12.2 This clause will not apply to loss or damage arising from damage to equipment during transit (including while on any wharf, bridge or over water) or while goods are being loaded or unloaded from any vehicle or vessel.
12.3 This clause in no way entitles the Customer or implies availability of compensation from the Company for any liability incurred by the Customer in relation to the use of the Equipment.
12.4 This clause will not continue to operate after the termination of the Hire Contract unless an extension is granted by the Company in writing and an additional fee is paid.
12.5 The Customer is not required to pay a damage waiver fee if it produces to the Company a current Certificate of Currency for an appropriate policy of insurance for damage to or arising from the hire of the Equipment in an amount not less than the full new replacement cost of the Equipment.
13. Governing Law:
The Hire Contract is governed by the laws of the State or Territory of Australia where the Hire Contract is entered into by the parties and each party submits to the exclusive jurisdiction of the courts of that State or Territory.
14. Entire Agreement:
The Hire Contract issued to the Customer comprises the entire agreement of the parties.
15. No Reliance:
[Employees acting on the Company’s behalf] has not made any representation or other inducement to it to enter into this Hire Contract and that it has not entered into this Hire Contract in reliance on any representations or inducements (including in relation to the use of the Equipment) except for those representations or inducements contained herein.
16. Miscellaneous:
16.1 No variation of these terms and conditions shall bind either party unless confirmed by the Company in writing.
16.2 Any document which by these terms and conditions may be given by the Company may be served or rendered by leaving it at or posting it to the address of the Customer as stated in the Hire Contract or last notified by the Customer in writing to the owner and shall be deemed to have been served or rendered at the time of leaving or, if posted, on the business day following the day of postage and any notice may be signed by a manager, director or solicitor of the Company on behalf of the Customer.

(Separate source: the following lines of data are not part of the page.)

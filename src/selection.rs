//! Natural-selection ordering.
//!
//! Candidates are ranked by fitness, descending. Ties are broken by the
//! operator that produced the candidate: `Mutation > CrossOver > Clone >
//! Random > unknown`, preferring already-adapted lineages over fresh stock.
//! Both keys live in one composite comparator applied with a single stable
//! sort.

// Statistics use intentional casts
#![allow(clippy::cast_precision_loss)]

use crate::candidate::{Candidate, CandidateId, CandidateSource, candidate_source_rank};
use crate::iteration::{CandidateFitness, PopulationIterationResult};
use crate::population::Population;
use serde::{Deserialize, Serialize};
use std::cmp::Ordering;
use std::collections::HashMap;
use std::sync::Arc;
use tracing::warn;

/// The two selection keys of a candidate.
#[derive(Debug, Clone, Copy, PartialEq)]
pub struct SelectionKey {
    /// Aggregated fitness for the generation.
    pub fitness: f64,
    /// Creation operator, `None` if unknown.
    pub source: Option<CandidateSource>,
}

impl SelectionKey {
    /// Key of a candidate with the given fitness.
    #[must_use]
    pub fn of<C: Candidate>(candidate: &C, fitness: f64) -> Self {
        Self {
            fitness,
            source: candidate.source(),
        }
    }
}

/// Composite selection comparator: `Less` means `a` ranks before `b`.
///
/// Fitness is compared with [`f64::total_cmp`], so the order is total even in
/// the presence of NaN.
#[must_use]
pub fn compare_for_natural_selection(a: &SelectionKey, b: &SelectionKey) -> Ordering {
    b.fitness
        .total_cmp(&a.fitness)
        .then_with(|| candidate_source_rank(b.source).cmp(&candidate_source_rank(a.source)))
}

/// Order a population's ranked candidates for natural selection.
///
/// Only candidates present in both the population and the iteration result
/// are returned. Ranks that reference a candidate outside the population are
/// skipped.
#[must_use]
pub fn sort_candidates_for_natural_selection<C: Candidate>(
    population: &Population<C>,
    result: &PopulationIterationResult,
) -> Vec<Arc<C>> {
    let by_id: HashMap<CandidateId, &Arc<C>> = population
        .candidates
        .iter()
        .map(|candidate| (candidate.id(), candidate))
        .collect();

    let mut ranked: Vec<(SelectionKey, &Arc<C>)> = result
        .candidate_ranks
        .iter()
        .filter_map(|&CandidateFitness { candidate_id, fitness }| {
            let Some(&candidate) = by_id.get(&candidate_id) else {
                warn!(
                    %candidate_id,
                    population_id = %population.id,
                    "ranked candidate is not in population"
                );
                return None;
            };
            Some((SelectionKey::of(candidate.as_ref(), fitness), candidate))
        })
        .collect();

    ranked.sort_by(|(a, _), (b, _)| compare_for_natural_selection(a, b));

    ranked.into_iter().map(|(_, candidate)| Arc::clone(candidate)).collect()
}

/// Summary statistics of one generation's fitness.
#[derive(Debug, Clone, Copy, PartialEq, Serialize, Deserialize)]
#[serde(rename_all = "camelCase")]
pub struct FitnessStats {
    /// Number of ranked candidates.
    pub count: usize,
    /// Best fitness.
    pub best: f64,
    /// Mean fitness.
    pub mean: f64,
    /// Worst fitness.
    pub worst: f64,
    /// Standard deviation of fitness.
    pub std_dev: f64,
}

impl FitnessStats {
    /// Calculate statistics from fitness values.
    #[must_use]
    pub fn from_fitness(fitness: &[f64]) -> Self {
        if fitness.is_empty() {
            return Self {
                count: 0,
                best: 0.0,
                mean: 0.0,
                worst: 0.0,
                std_dev: 0.0,
            };
        }

        let count = fitness.len();
        let mean = fitness.iter().sum::<f64>() / count as f64;
        let best = fitness.iter().copied().fold(f64::NEG_INFINITY, f64::max);
        let worst = fitness.iter().copied().fold(f64::INFINITY, f64::min);
        let variance = fitness.iter().map(|f| (f - mean).powi(2)).sum::<f64>() / count as f64;

        Self {
            count,
            best,
            mean,
            worst,
            std_dev: variance.sqrt(),
        }
    }

    /// Calculate statistics from a generation's ranks.
    #[must_use]
    pub fn from_ranks(ranks: &[CandidateFitness]) -> Self {
        let fitness: Vec<f64> = ranks.iter().map(|rank| rank.fitness).collect();
        Self::from_fitness(&fitness)
    }
}
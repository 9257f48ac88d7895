//! All-pairs round-robin tournament.
//!
//! Every unordered pair of distinct candidates plays exactly one match.
//! With `n` candidates that is `n * (n - 1) / 2` matches, and every candidate
//! plays `n - 1` of them. Pairing order is stable (`(0, 1), (0, 2), ...`) so a
//! generation can be audited, but only the summed fitness matters.

use crate::candidate::Candidate;
use crate::error::EvaluationError;
use crate::evaluation::{CandidateTest, CandidateTestFactory, CandidateTestResult};
use crate::iteration::{
    CandidateFitness, PopulationIteration, PopulationIterationFactory, PopulationIterationResult,
};
use crate::population::Population;
use rayon::prelude::*;
use std::sync::Arc;
use tracing::{debug, instrument};

/// Every unordered pair of distinct indices below `count`, in stable order.
#[must_use]
pub fn round_pairs(count: usize) -> Vec<(usize, usize)> {
    (0..count)
        .flat_map(|first| (first + 1..count).map(move |second| (first, second)))
        .collect()
}

/// Plays every pair of candidates against each other once.
///
/// A candidate's fitness is the sum of its scores over all of its matches.
/// Ranks are sorted by fitness, descending; ties keep population order.
#[derive(Debug)]
pub struct RoundTournamentIteration<T> {
    test_factory: Arc<T>,
}

impl<T> RoundTournamentIteration<T> {
    /// Create an iteration backed by the given test factory.
    #[must_use]
    pub fn new(test_factory: Arc<T>) -> Self {
        Self { test_factory }
    }
}

impl<C, T> PopulationIteration<C> for RoundTournamentIteration<T>
where
    C: Candidate,
    T: CandidateTestFactory<C>,
{
    #[instrument(
        level = "debug",
        skip_all,
        fields(population_id = %population.id, candidates = population.len())
    )]
    fn run(
        &self,
        population: &Population<C>,
    ) -> Result<PopulationIterationResult, EvaluationError> {
        let pairs = round_pairs(population.len());

        // One configuration per generation, shared by every match.
        let test_config = self.test_factory.create_test_config(population.id);

        debug!(matches = pairs.len(), "starting round tournament");

        let candidate_test_results: Vec<CandidateTestResult> = pairs
            .par_iter()
            .map(|&(first, second)| {
                let test = self.test_factory.create_test(&test_config);
                test.run(&[
                    Arc::clone(&population.candidates[first]),
                    Arc::clone(&population.candidates[second]),
                ])
            })
            .collect::<Result<_, _>>()?;

        let candidate_ranks = sum_fitness(population, &pairs, &candidate_test_results)?;

        Ok(PopulationIterationResult {
            candidate_test_results,
            candidate_ranks,
        })
    }
}

/// Sum every candidate's scores and sort by total, descending.
///
/// `results[i]` belongs to `pairs[i]`; a rank for anyone outside that pair
/// fails the generation.
fn sum_fitness<C: Candidate>(
    population: &Population<C>,
    pairs: &[(usize, usize)],
    results: &[CandidateTestResult],
) -> Result<Vec<CandidateFitness>, EvaluationError> {
    let mut ranks: Vec<CandidateFitness> = population
        .candidates
        .iter()
        .map(|candidate| CandidateFitness {
            candidate_id: candidate.id(),
            fitness: 0.0,
        })
        .collect();

    for (&(first, second), result) in pairs.iter().zip(results) {
        for rank in &result.candidate_ranks {
            let position = [first, second]
                .into_iter()
                .find(|&position| ranks[position].candidate_id == rank.candidate_id)
                .ok_or(EvaluationError::UnknownCandidate(rank.candidate_id))?;
            ranks[position].fitness += rank.score;
        }
    }

    ranks.sort_by(|a, b| b.fitness.total_cmp(&a.fitness));

    Ok(ranks)
}

/// Creates a [`RoundTournamentIteration`] for every generation.
#[derive(Debug)]
pub struct RoundTournamentIterationFactory<T> {
    test_factory: Arc<T>,
}

impl<T> RoundTournamentIterationFactory<T> {
    /// Create a factory sharing the given test factory.
    #[must_use]
    pub fn new(test_factory: Arc<T>) -> Self {
        Self { test_factory }
    }
}

impl<C, T> PopulationIterationFactory<C> for RoundTournamentIterationFactory<T>
where
    C: Candidate,
    T: CandidateTestFactory<C>,
{
    type Iteration = RoundTournamentIteration<T>;

    fn create_population_iteration(&self) -> Self::Iteration {
        RoundTournamentIteration::new(Arc::clone(&self.test_factory))
    }
}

16.3 Time is to be of the essence of all obligations of the Customer in these terms and conditions.
16.4 No delay or omission to exercise any right, power or remedy accruing to the Company upon any continuing breach or default under this agreement shall impair any such right, power or remedy, nor shall it be construed to be a waiver of any right of the owner to take action or make a claim in respect of a continuing breach or default or to be acquiescence to it.
16.5 A statement in writing made up from the books of the Company and signed by any director, secretary or credit manager of the Company of the amount due or owing by the Customer to the Customer as at the date mentioned in such statement shall be prima facie evidence that such amount is due and owing without it being necessary to produce any books or vouchers to verify the same.
16.6 Any credit accommodation granted by the Company to the Customer may be withdrawn at any time and for any reason without notice and a statement may be issued at that time requiring payment within 7 days of any amount due and owing.